May be I don’t understand the Lean-startup lingo, but to me a MVP has always been about finding the cheapest, safest way to validate your product hypothesis. Sometimes you might need to build a miniature version of your product or service to test your hypothesis and obtain validated learning. But it is not always necessary or even desirable to build something.

Let’s zoom out for a minute. Let’s say you have an idea or a vision for a product or a service. You devise a series of possible strategies you could use to fulfill your vision. However it is important to acknowledge that each of your strategy is based on a list of hypothesis, which needs to be validated using a series of cheap, safe-fail experiments (via MVPs) to obtain validated learning. Then based on real data, we pivot or persist the direction of the vision. Either ways, you need to constantly keep running a series of experiments with real fast feedback cycles to calibrate/validate your progress/direction.

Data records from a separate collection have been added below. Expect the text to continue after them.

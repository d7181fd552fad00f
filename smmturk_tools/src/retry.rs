use std::{future::Future, time::Duration};

use log::*;

use crate::SmmTurkApiError;

const MAX_BACKOFF: Duration = Duration::from_secs(30);

/// Bounded retry with exponential backoff.
///
/// The `n`th retry waits `base_delay * 2^(n-1)`, capped at 30 seconds. After `max_retries` retries the last error is
/// returned unchanged.
#[derive(Debug, Clone, Copy, PartialEq, Eq)]
pub struct RetryPolicy {
    pub max_retries: u32,
    pub base_delay: Duration,
}

impl Default for RetryPolicy {
    fn default() -> Self {
        Self { max_retries: 3, base_delay: Duration::from_millis(500) }
    }
}

impl RetryPolicy {
    pub fn new(max_retries: u32, base_delay: Duration) -> Self {
        Self { max_retries, base_delay }
    }

    /// A policy that makes exactly one attempt.
    pub fn none() -> Self {
        Self { max_retries: 0, base_delay: Duration::ZERO }
    }

    pub fn delay_for(&self, retry: u32) -> Duration {
        let factor = 2u32.saturating_pow(retry.saturating_sub(1));
        self.base_delay.saturating_mul(factor).min(MAX_BACKOFF)
    }

    /// Runs `f` until it succeeds, `should_retry` rejects the error, or the retry budget is spent.
    pub async fn run<T, F, Fut, P>(&self, label: &str, should_retry: P, mut f: F) -> Result<T, SmmTurkApiError>
    where
        F: FnMut() -> Fut,
        Fut: Future<Output = Result<T, SmmTurkApiError>>,
        P: Fn(&SmmTurkApiError) -> bool,
    {
        let mut retry = 0;
        loop {
            match f().await {
                Ok(v) => return Ok(v),
                Err(e) if retry < self.max_retries && should_retry(&e) => {
                    retry += 1;
                    let delay = self.delay_for(retry);
                    warn!("🛰️ {label} failed ({e}). Retry {retry}/{} in {}ms", self.max_retries, delay.as_millis());
                    tokio::time::sleep(delay).await;
                },
                Err(e) => {
                    if retry > 0 {
                        error!("🛰️ {label} failed after {retry} retries. {e}");
                    }
                    return Err(e);
                },
            }
        }
    }
}
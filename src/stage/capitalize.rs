use crate::{
    context::Context,
    stage::{Stage, changed},
    unicode::replace_bounded,
};
use std::borrow::Cow;

/// Divine names whose capitalized form is fixed regardless of the
/// dictionary in use.
const FIXED_DIVINE_NAMES: &[&str] = &["al-Mu'ṭí", "al-'Alím", "al-Ḥakím"];

/// Characters skipped when looking for the letter to capitalize.
const OPENERS: &[char] = &['\'', '"', '*', '(', '«', '[', '#', ' '];

/// Sentence and divine-name capitalization.
///
/// * The first letter after `. `, `! ` or `? ` is uppercased.
/// * Every line after the first starts with a capital, and so does a
///   markdown heading on the first line. Quotes, brackets, emphasis and
///   heading markers in front of the letter are skipped.
/// * Divine names written in lowercase after their article are restored:
///   `al-mu'ṭí` → `al-Mu'ṭí`.
///
/// The very start of the text is left alone: a transliteration often
/// begins mid-sentence with a particle such as `lá` or `wa`.
#[derive(Debug, Default, Clone, Copy)]
pub struct Capitalize;

impl Capitalize {
    fn rewrite(&self, text: &str, ctx: &Context) -> Option<String> {
        let mut out = String::with_capacity(text.len() + 4);
        for (i, line) in text.split('\n').enumerate() {
            if i > 0 {
                out.push('\n');
            }
            capitalize_line(line, i > 0 || is_heading(line), &mut out);
        }

        let mut current = Cow::Owned(out);
        let names = ctx
            .dictionary
            .divine_names
            .values()
            .map(|e| e.transliteration.as_str())
            .chain(FIXED_DIVINE_NAMES.iter().copied());
        for name in names {
            let Some((_, body)) = name.split_once('-') else {
                continue;
            };
            let lower = body.to_lowercase();
            if lower != body {
                current = replace_bounded(current, &format!("-{lower}"), &format!("-{body}"));
            }
        }
        changed(text, current.into_owned())
    }
}

fn is_heading(line: &str) -> bool {
    let rest = line.trim_start_matches('#');
    rest.len() < line.len() && rest.starts_with(' ')
}

fn capitalize_line(line: &str, at_start: bool, out: &mut String) {
    let mut pending = at_start;
    let mut chars = line.chars().peekable();
    while let Some(c) = chars.next() {
        if pending {
            if c.is_lowercase() {
                out.extend(c.to_uppercase());
                pending = false;
                continue;
            }
            pending = OPENERS.contains(&c);
        }
        out.push(c);
        if matches!(c, '.' | '!' | '?') && chars.peek() == Some(&' ') {
            pending = true;
        }
    }
}

impl Stage for Capitalize {
    fn name(&self) -> &'static str {
        "capitalize"
    }

    fn needs_apply(&self, text: &str, ctx: &Context) -> bool {
        self.rewrite(text, ctx).is_some()
    }

    fn apply<'a>(&self, text: Cow<'a, str>, ctx: &Context) -> Cow<'a, str> {
        match self.rewrite(&text, ctx) {
            Some(s) => Cow::Owned(s),
            None => text,
        }
    }
}

#[cfg(test)]
mod tests {
    use super::*;
    use crate::assert_stage_contract;
    use crate::lang::Language;
    use crate::testing::stage_contract::{StageTestConfig, context};

    impl StageTestConfig for Capitalize {
        fn samples(_lang: Language) -> &'static [&'static str] {
            &[
                "Alláh-u-Abhá",
                "lá iláha illá'lláh",
                "wa'l-ḥamdu. huwa'lláh",
                "first\nsecond",
                "",
            ]
        }

        fn should_transform(lang: Language) -> &'static [(&'static str, &'static str)] {
            match lang {
                Language::Arabic => &[
                    ("huwa. wa", "huwa. Wa"),
                    ("a! b? c", "a! B? C"),
                    ("a\nb", "a\nB"),
                    ("a\n'alá", "a\n'Alá"),
                    ("a\n* (wa)", "a\n* (Wa)"),
                    ("# title", "# Title"),
                    ("#tag", "#tag"),
                    ("a\n## title", "a\n## Title"),
                    ("anta'l-mu'ṭí", "anta'l-Mu'ṭí"),
                    ("wa'l-'alím wa'l-ḥakím", "wa'l-'Alím wa'l-Ḥakím"),
                    ("bi'r-raḥmán", "bi'r-Raḥmán"),
                    ("al-qayyúmi", "al-qayyúmi"),
                    ("1.5 b", "1.5 b"),
                ],
                Language::Persian => &[("a\nb", "a\nB"), ("bi'r-raḥím", "bi'r-Raḥím")],
            }
        }
    }

    fn run(text: &str) -> String {
        Capitalize
            .apply(Cow::Borrowed(text), &context(Language::Arabic))
            .into_owned()
    }

    #[test]
    fn universal_contract() {
        assert_stage_contract!(Capitalize);
    }

    #[test]
    fn text_start_is_left_alone() {
        assert_eq!(run("wa'lláh"), "wa'lláh");
        assert_eq!(run("yá Iláhí"), "yá Iláhí");
    }

    #[test]
    fn only_lowercase_letters_change() {
        assert_eq!(run("a\n12 b"), "a\n12 b");
        assert_eq!(run("a. -b"), "a. -b");
    }
}
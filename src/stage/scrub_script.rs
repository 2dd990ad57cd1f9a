use crate::{
    context::Context,
    lang::data::SCRUB_LETTERS,
    script::contains_target_script,
    stage::Stage,
    unicode::is_arabic_script,
};
use std::borrow::Cow;

/// Replaces Arabic-script characters left in a finished transliteration
/// with rough ASCII stand-ins; characters without one are dropped.
///
/// Opt-in: the standard normalizer does not include it. Use
/// [`find_script_characters`](crate::script::find_script_characters) to
/// report residue instead of rewriting it.
#[derive(Debug, Default, Clone, Copy)]
pub struct ScrubResidualScript;

impl Stage for ScrubResidualScript {
    fn name(&self) -> &'static str {
        "scrub_residual_script"
    }

    #[inline]
    fn needs_apply(&self, text: &str, _ctx: &Context) -> bool {
        contains_target_script(text)
    }

    fn apply<'a>(&self, text: Cow<'a, str>, _ctx: &Context) -> Cow<'a, str> {
        if !contains_target_script(&text) {
            return text;
        }
        let mut out = String::with_capacity(text.len());
        for c in text.chars() {
            if !is_arabic_script(c) {
                out.push(c);
            } else if let Some(latin) = SCRUB_LETTERS.get(&c) {
                out.push_str(latin);
            }
        }
        Cow::Owned(out)
    }
}
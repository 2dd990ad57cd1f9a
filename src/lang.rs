pub mod data;

use std::{collections::HashMap, sync::LazyLock};

pub use data::Language;
use data::{BASE_LETTERS, LANG_TABLE};

/// Language assumed when detection finds no Persian evidence.
pub const DEFAULT_LANGUAGE: Language = Language::Arabic;

#[derive(Clone, Copy, Debug)]
pub struct LetterOverride {
    pub from: char,
    pub to: &'static str,
}

#[derive(Clone, Copy, Debug)]
pub struct LangEntry {
    pub overrides: &'static [LetterOverride],
    pub exclusive_letters: &'static [char],
    pub function_words: &'static [&'static str],
    pub canonical_phrases: &'static [(&'static str, &'static str)],
}

/// Letter → Latin table for one language.
pub type LetterMap = HashMap<char, &'static str>;

// Indexed by `Language as usize`. Each entry is an owned copy of the shared
// base table so an override never leaks into another language.
static LETTER_MAPS: LazyLock<Vec<LetterMap>> = LazyLock::new(|| {
    Language::ALL
        .iter()
        .map(|lang| {
            let mut map: LetterMap = BASE_LETTERS.entries().map(|(k, v)| (*k, *v)).collect();
            for o in lang.entry().overrides {
                map.insert(o.from, o.to);
            }
            map
        })
        .collect()
});

impl Language {
    /// Looks up a language by ISO code or common alias, case-insensitively.
    pub fn from_code(code: &str) -> Option<Language> {
        let upper = code.trim().to_ascii_uppercase();
        LANG_TABLE.get(upper.as_str()).copied()
    }

    #[inline]
    pub fn letters(self) -> &'static LetterMap {
        &LETTER_MAPS[self as usize]
    }

    #[inline]
    pub fn is_exclusive_letter(self, c: char) -> bool {
        self.entry().exclusive_letters.contains(&c)
    }
}

impl Default for Language {
    fn default() -> Self {
        DEFAULT_LANGUAGE
    }
}

impl std::fmt::Display for Language {
    fn fmt(&self, f: &mut std::fmt::Formatter<'_>) -> std::fmt::Result {
        f.write_str(self.name())
    }
}
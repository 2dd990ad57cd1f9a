use crate::{
    context::Context,
    dictionary::{Rule, ordered_rules},
    stage::{ARTICLE_CONSONANTS, Stage, changed},
    unicode::{is_word_char, replace_bounded},
};
use memchr::memmem;
use std::borrow::Cow;

/// Elides the definite article after a particle.
///
/// Driven by the dictionary's `article_rules`, in their declared order. A
/// rule whose pattern ends in ` al-` (`wa al-` → `wa'l-`) is an *article
/// rule*: the particle may be followed by spaces or hyphens, the article may
/// be assimilated (`fí ad-dunyá` → `fí'd-dunyá`) and `Alláh` elides its
/// alif (`wa Alláh` → `wa'lláh`). Any other rule is a bounded literal
/// replacement.
#[derive(Debug, Default, Clone, Copy)]
pub struct ArticleContraction;

/// Article rule split into the particle and the elided prefix that replaces
/// `particle + separator + a`.
struct ArticleRule<'r> {
    particle: &'r str,
    elided: &'r str,
}

impl<'r> ArticleRule<'r> {
    fn parse(rule: &'r Rule) -> Option<Self> {
        let particle = rule.pattern.strip_suffix(" al-")?;
        let elided = rule.transliteration.strip_suffix("l-")?;
        (!particle.is_empty()).then_some(Self { particle, elided })
    }

    /// Contracts every occurrence in `text`; `None` when nothing matched.
    fn contract(&self, text: &str) -> Option<String> {
        let finder = memmem::Finder::new(self.particle.as_bytes());
        let mut out: Option<String> = None;
        let mut last = 0;

        for start in finder.find_iter(text.as_bytes()) {
            if start < last || text[..start].chars().next_back().is_some_and(is_word_char) {
                continue;
            }
            let after_particle = start + self.particle.len();
            let rest = &text[after_particle..];
            let article = rest.trim_start_matches([' ', '-']);
            if article.len() == rest.len() {
                continue;
            }
            let Some((kept, consumed)) = article_tail(article) else {
                continue;
            };
            let buf = out.get_or_insert_with(|| String::with_capacity(text.len()));
            buf.push_str(&text[last..start]);
            buf.push_str(self.elided);
            buf.push_str(kept);
            last = text.len() - article.len() + consumed;
        }

        out.map(|mut buf| {
            buf.push_str(&text[last..]);
            buf
        })
    }
}

/// Recognizes the article at the start of `s`. Returns the text to keep
/// after the elision apostrophe and the number of bytes consumed.
fn article_tail(s: &str) -> Option<(&str, usize)> {
    if s.starts_with("Alláh") || s.starts_with("alláh") {
        // only the alif goes: wa'lláh
        return Some(("", 1));
    }
    let body = s.strip_prefix('a')?;
    ARTICLE_CONSONANTS.iter().find_map(|c| {
        let after = body.strip_prefix(c)?;
        after
            .starts_with('-')
            .then(|| (&s[1..1 + c.len() + 1], 1 + c.len() + 1))
    })
}

impl ArticleContraction {
    fn rewrite(&self, text: &str, ctx: &Context) -> Option<String> {
        let mut current: Cow<'_, str> = Cow::Borrowed(text);
        for (_, rule) in ordered_rules(&ctx.dictionary.article_rules) {
            match ArticleRule::parse(rule) {
                Some(article) => {
                    if let Some(next) = article.contract(&current) {
                        current = Cow::Owned(next);
                    }
                }
                None => {
                    current = replace_bounded(current, &rule.pattern, &rule.transliteration);
                }
            }
        }
        match current {
            Cow::Borrowed(_) => None,
            Cow::Owned(s) => changed(text, s),
        }
    }
}

impl Stage for ArticleContraction {
    fn name(&self) -> &'static str {
        "article_contraction"
    }

    fn needs_apply(&self, text: &str, ctx: &Context) -> bool {
        !ctx.dictionary.article_rules.is_empty() && self.rewrite(text, ctx).is_some()
    }

    fn apply<'a>(&self, text: Cow<'a, str>, ctx: &Context) -> Cow<'a, str> {
        match self.rewrite(&text, ctx) {
            Some(s) => Cow::Owned(s),
            None => text,
        }
    }
}
//! Script detection and language classification.

use crate::diacritics::lookup_key;
use crate::lang::{DEFAULT_LANGUAGE, Language};
use crate::unicode::{ZWNJ, is_arabic_letter, is_arabic_mark, is_arabic_script};
use log::debug;

/// True if any code point of `text` belongs to an Arabic-script block.
#[inline]
pub fn contains_target_script(text: &str) -> bool {
    text.chars().any(is_arabic_script)
}

/// Decides between Arabic and Persian.
///
/// Persian wins on a Persian-only letter anywhere in the text, or on a
/// Persian function word standing as a whole word. Everything else,
/// including text with no Arabic script at all, is Arabic.
pub fn classify_language(text: &str) -> Language {
    for &lang in Language::ALL {
        let entry = lang.entry();
        if let Some(c) = text.chars().find(|c| entry.exclusive_letters.contains(c)) {
            debug!("classified as {lang}: exclusive letter {c:?}");
            return lang;
        }
        if entry.function_words.is_empty() {
            continue;
        }
        let hit = words(text).find(|w| {
            let key = lookup_key(w);
            entry.function_words.iter().any(|fw| lookup_key(fw) == key)
        });
        if let Some(w) = hit {
            debug!("classified as {lang}: function word {w:?}");
            return lang;
        }
    }
    DEFAULT_LANGUAGE
}

/// Arabic-script words of `text`, split on anything that is not a letter or
/// mark. ZWNJ also splits, so `می‌دهم` yields `می` and `دهم`.
fn words(text: &str) -> impl Iterator<Item = &str> {
    text.split(|c: char| c == ZWNJ || !(is_arabic_letter(c) || is_arabic_mark(c)))
        .filter(|w| !w.is_empty())
}

/// One Arabic-script code point found in supposedly Latin output.
#[derive(Debug, Clone, Copy, PartialEq, Eq)]
pub struct ScriptChar {
    pub ch: char,
    /// Byte offset of the first occurrence.
    pub offset: usize,
    pub count: usize,
}

/// Distinct Arabic-script code points left in `text`, in order of first
/// appearance.
pub fn find_script_characters(text: &str) -> Vec<ScriptChar> {
    let mut found: Vec<ScriptChar> = Vec::new();
    for (offset, ch) in text.char_indices().filter(|(_, c)| is_arabic_script(*c)) {
        match found.iter_mut().find(|s| s.ch == ch) {
            Some(seen) => seen.count += 1,
            None => found.push(ScriptChar { ch, offset, count: 1 }),
        }
    }
    found
}
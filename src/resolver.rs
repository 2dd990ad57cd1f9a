//! Word resolution: one ordered chain of pluggable stages.
//!
//! The standard chain is
//!
//! 1. [`Placeholder`] – phrase placeholders, emitted verbatim
//! 2. [`PassThrough`] – tokens without Arabic script
//! 3. [`Lookup`] – exact dictionary hit, CommonWords then DivineNames
//! 4. [`Compound`] – ZWNJ segments, verbal prefixes, suffixes
//! 5. [`HeuristicFallback`] – letter-by-letter conversion
//!
//! The first stage that answers wins. Nothing is retried, so a dictionary
//! entry always beats the heuristic.

pub mod compound;
pub mod heuristic;
pub mod lookup;
pub mod pass_through;
pub mod placeholder;

pub use compound::Compound;
pub use heuristic::HeuristicFallback;
pub use lookup::Lookup;
pub use pass_through::PassThrough;
pub use placeholder::Placeholder;

use crate::context::Context;
use crate::lang::Language;
use crate::lang::data::PUNCTUATION;
use crate::unicode::is_token_core;
use log::trace;
use smallvec::SmallVec;
use std::sync::Arc;

/// One step of the resolution chain.
pub trait ResolveStage: Send + Sync {
    /// Human-readable name, used in trace logs.
    fn name(&self) -> &'static str;

    /// `Some` claims the word; `None` hands it to the next stage.
    ///
    /// `chain` is the whole resolver, for stages that resolve sub-words.
    fn resolve(&self, word: &str, ctx: &Context, chain: &WordResolver) -> Option<String>;
}

#[derive(Default, Clone)]
pub struct WordResolver {
    stages: SmallVec<[Arc<dyn ResolveStage>; 8]>,
}

impl std::fmt::Debug for WordResolver {
    fn fmt(&self, f: &mut std::fmt::Formatter<'_>) -> std::fmt::Result {
        f.debug_list()
            .entries(self.stages.iter().map(|s| s.name()))
            .finish()
    }
}

impl WordResolver {
    /// An empty chain. Every word resolves to itself.
    #[inline(always)]
    pub fn new() -> Self {
        Self::default()
    }

    pub fn standard() -> Self {
        Self::new()
            .push(Placeholder)
            .push(PassThrough)
            .push(Lookup)
            .push(Compound)
            .push(HeuristicFallback)
    }

    #[inline(always)]
    pub fn push<T: ResolveStage + 'static>(mut self, stage: T) -> Self {
        self.stages.push(Arc::new(stage));
        self
    }

    pub fn stage_names(&self) -> Vec<&'static str> {
        self.stages.iter().map(|s| s.name()).collect()
    }

    /// Runs the chain on a bare word (no surrounding punctuation).
    pub fn resolve_word(&self, word: &str, ctx: &Context) -> String {
        for stage in &self.stages {
            if let Some(out) = stage.resolve(word, ctx, self) {
                trace!("{word:?} resolved by {} -> {out:?}", stage.name());
                return out;
            }
        }
        word.to_owned()
    }

    /// Resolves a whitespace-delimited token. Leading and trailing
    /// punctuation is split off, mapped to Latin and re-attached.
    pub fn resolve_token(&self, token: &str, ctx: &Context) -> String {
        let Some(start) = token.find(is_token_core) else {
            return map_affix(token);
        };
        let end = token
            .char_indices()
            .rev()
            .find(|&(_, c)| is_token_core(c))
            .map_or(token.len(), |(i, c)| i + c.len_utf8());

        let mut out = map_affix(&token[..start]);
        out.push_str(&self.resolve_word(&token[start..end], ctx));
        out.push_str(&map_affix(&token[end..]));
        out
    }
}

fn map_affix(affix: &str) -> String {
    affix
        .chars()
        .map(|c| PUNCTUATION.get(&c).copied().map_or_else(|| c.to_string(), str::to_owned))
        .collect()
}

/// Ezafe connector for a Persian word written with a final kasra.
///
/// Applies to words resolved through the dictionary or a compound, whose
/// Latin form does not carry the kasra. After a long vowel the connector
/// takes a glide: `-yi`.
pub(crate) fn attach_ezafe(word: &str, translit: String, ctx: &Context) -> String {
    if ctx.lang != Language::Persian {
        return translit;
    }
    let Some(rule) = ctx.dictionary.ezafe_rules.get("final_kasra") else {
        return translit;
    };
    if rule.pattern.is_empty() || !word.ends_with(rule.pattern.as_str()) {
        return translit;
    }
    if translit.ends_with(rule.transliteration.as_str()) {
        return translit;
    }
    let long_vowel = translit.ends_with(['á', 'í', 'ú']);
    let connector = match rule.transliteration.strip_prefix('-') {
        Some(rest) if long_vowel => format!("-y{rest}"),
        _ => rule.transliteration.clone(),
    };
    translit + &connector
}
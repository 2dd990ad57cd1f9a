use crate::context::Context;
use crate::diacritics::lookup_key;
use crate::dictionary::WordEntry;
use crate::lang::Language;
use crate::resolver::{ResolveStage, WordResolver, attach_ezafe};
use crate::unicode::ZWNJ;
use std::collections::HashMap;

/// A prefix or stem must leave at least this many letters behind.
const MIN_REMAINDER: usize = 2;

/// Shallow morphology.
///
/// * A word joined with ZWNJ is split and every segment goes through the
///   whole chain again; the results are joined with hyphens.
/// * A known verbal prefix followed by a known word becomes
///   `prefix-word`.
/// * A known stem followed by a known suffix becomes `stemsuffix`.
#[derive(Debug, Default, Clone, Copy)]
pub struct Compound;

impl ResolveStage for Compound {
    fn name(&self) -> &'static str {
        "compound"
    }

    fn resolve(&self, word: &str, ctx: &Context, chain: &WordResolver) -> Option<String> {
        if word.contains(ZWNJ) {
            let parts: Vec<String> = word
                .split(ZWNJ)
                .filter(|s| !s.is_empty())
                .map(|s| chain.resolve_word(s, ctx))
                .collect();
            return (!parts.is_empty()).then(|| parts.join("-"));
        }

        let key = lookup_key(word);
        let found = split_prefix(&key, ctx).or_else(|| split_suffix(&key, ctx))?;
        Some(attach_ezafe(word, found, ctx))
    }
}

/// Affixes of a table, longest first.
fn longest_first(table: &HashMap<String, WordEntry>) -> Vec<(&str, &WordEntry)> {
    let mut list: Vec<(&str, &WordEntry)> = table.iter().map(|(k, e)| (k.as_str(), e)).collect();
    list.sort_by(|(a, _), (b, _)| {
        b.chars()
            .count()
            .cmp(&a.chars().count())
            .then_with(|| a.cmp(b))
    });
    list
}

fn split_prefix(key: &str, ctx: &Context) -> Option<String> {
    let dict = ctx.dictionary;
    longest_first(&dict.verbal_prefixes)
        .into_iter()
        .find_map(|(prefix, entry)| {
            let rest = key.strip_prefix(prefix)?;
            if rest.chars().count() < MIN_REMAINDER {
                return None;
            }
            let known = dict.word(rest)?;
            Some(format!("{}-{}", entry.transliteration, known.transliteration))
        })
}

fn split_suffix(key: &str, ctx: &Context) -> Option<String> {
    let dict = ctx.dictionary;
    longest_first(&dict.suffixes)
        .into_iter()
        .find_map(|(suffix, entry)| {
            let stem = key.strip_suffix(suffix)?;
            if stem.chars().count() < MIN_REMAINDER {
                return None;
            }
            let known = dict.common_word(stem)?;
            Some(join_suffix(&known.transliteration, &entry.transliteration, ctx.lang))
        })
}

/// Glues a suffix onto its stem. A vowel-initial suffix replaces the stem's
/// final short vowel (`iláha` + `uka` → `iláhuka`). After a long vowel,
/// Persian takes a `y` glide (`Khudá` + `í` → `Khudáy`) and Arabic drops the
/// suffix's own short vowel.
fn join_suffix(stem: &str, suffix: &str, lang: Language) -> String {
    let Some(first) = suffix.chars().next() else {
        return stem.to_owned();
    };
    if !matches!(first, 'a' | 'i' | 'u' | 'á' | 'í' | 'ú') {
        return format!("{stem}{suffix}");
    }
    match (stem.chars().next_back(), lang) {
        (Some('a' | 'i' | 'u'), _) => format!("{}{suffix}", &stem[..stem.len() - 1]),
        (Some('á' | 'í' | 'ú'), Language::Persian) if suffix == "í" => format!("{stem}y"),
        (Some('á' | 'í' | 'ú'), Language::Persian) => format!("{stem}y{suffix}"),
        (Some('á' | 'í' | 'ú'), Language::Arabic) if matches!(first, 'a' | 'i' | 'u') => {
            format!("{stem}{}", &suffix[1..])
        }
        _ => format!("{stem}{suffix}"),
    }
}
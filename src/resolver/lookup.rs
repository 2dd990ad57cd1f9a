use crate::context::Context;
use crate::diacritics::lookup_key;
use crate::resolver::{ResolveStage, WordResolver, attach_ezafe};

/// Exact dictionary hit on the stripped, folded word: CommonWords first,
/// then DivineNames.
#[derive(Debug, Default, Clone, Copy)]
pub struct Lookup;

impl ResolveStage for Lookup {
    fn name(&self) -> &'static str {
        "lookup"
    }

    fn resolve(&self, word: &str, ctx: &Context, _chain: &WordResolver) -> Option<String> {
        let key = lookup_key(word);
        let entry = ctx.dictionary.word(&key)?;
        Some(attach_ezafe(word, entry.transliteration.clone(), ctx))
    }
}

#[cfg(test)]
mod tests {
    use super::*;
    use crate::dictionary::{Dictionary, WordEntry};
    use crate::lang::Language;

    #[test]
    fn diacritics_do_not_matter() {
        let dict = Dictionary::load(Language::Arabic);
        let ctx = Context::new(Language::Arabic, &dict);
        let chain = WordResolver::new();
        assert_eq!(Lookup.resolve("اللّٰهُ", &ctx, &chain).as_deref(), Some("Alláh"));
        assert_eq!(Lookup.resolve("ذِكْرُكَ", &ctx, &chain).as_deref(), Some("dhikruka"));
        assert_eq!(Lookup.resolve("كتبتم", &ctx, &chain), None);
    }

    #[test]
    fn common_words_shadow_divine_names() {
        let mut dict = Dictionary::builtin(Language::Arabic);
        dict.divine_names.insert("الله".into(), WordEntry::new("ALLÁH"));
        dict.divine_names.insert("القیوم".into(), WordEntry::new("al-Qayyúm"));
        let ctx = Context::new(Language::Arabic, &dict);
        let chain = WordResolver::new();
        assert_eq!(Lookup.resolve("الله", &ctx, &chain).as_deref(), Some("Alláh"));
        assert_eq!(Lookup.resolve("القيوم", &ctx, &chain).as_deref(), Some("al-Qayyúm"));
    }

    #[test]
    fn persian_kasra_adds_ezafe() {
        let dict = Dictionary::load(Language::Persian);
        let ctx = Context::new(Language::Persian, &dict);
        let chain = WordResolver::new();
        assert_eq!(
            Lookup.resolve("پروردگارِ", &ctx, &chain).as_deref(),
            Some("Parvardigár-i")
        );
    }
}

Vision to Validated Learning

MVP is a safe-fail experiment. The best MVPs are those which give you maximum validated learning for minimum investment (time, effort & opportunity cost.)

For example:

  • NeedFeed used a GreaseMonkey script to quickly validate their hypothesis about their social purchasing app on Facebook - http://vimeo.com/24749599
  • At EdventureLabs we used presentations to create quick videos to test different learning techniques and their retention power with kids.
  • Or we used dummy meters to validate the business model of an energy company, which wanted to build energy saving products for rural India. We visited a few farmers and small factories, explained how the device (dummy meter) would save them 50% on electricity bill each month. We quickly discovered that our business model was flawed and surprisingly we co-created a better model. Also through this process we learned about certain key concerns these folks had which required a very different conceptualization of the product.

Your ability to quickly (almost on the fly) tweak a little parameters and quickly test a corollary hypothesis is another very important characteristic of an MVP.  This is extremely important because when you go out there in the field to run your experiment, in the moment, you might find new data or ideas which might need to be validated to solidify your validated learning. If you have to make code changes and deploy stuff, it might not be easy for you to test new hypothesis, right then and there. Which is very important IMHO.

Next time you think of a MVP, think about a cheap, safe-fail experiment you can run to validate your hypothesis.

Note: Its important to distinguish MVP from Features Stubs. Feature stubs are also a quick way to validate your hypothesis, however they are mostly applicable once you have a product and want to validate how useful certain feature might be.

For example: Recently, I wanted to test if liking a comment on the Agile India Submission system is a feature people would find useful.

Feature Stub

I added a like button which would simply show an alert message saying “Coming Soon..”. Using Google Analytics, I was able to measure that out of 36,000 impressions, only 6 people clicked on the Like button. A cheap way to validate my hypothesis. But this does not affect my product strategy and hence its different from MVP.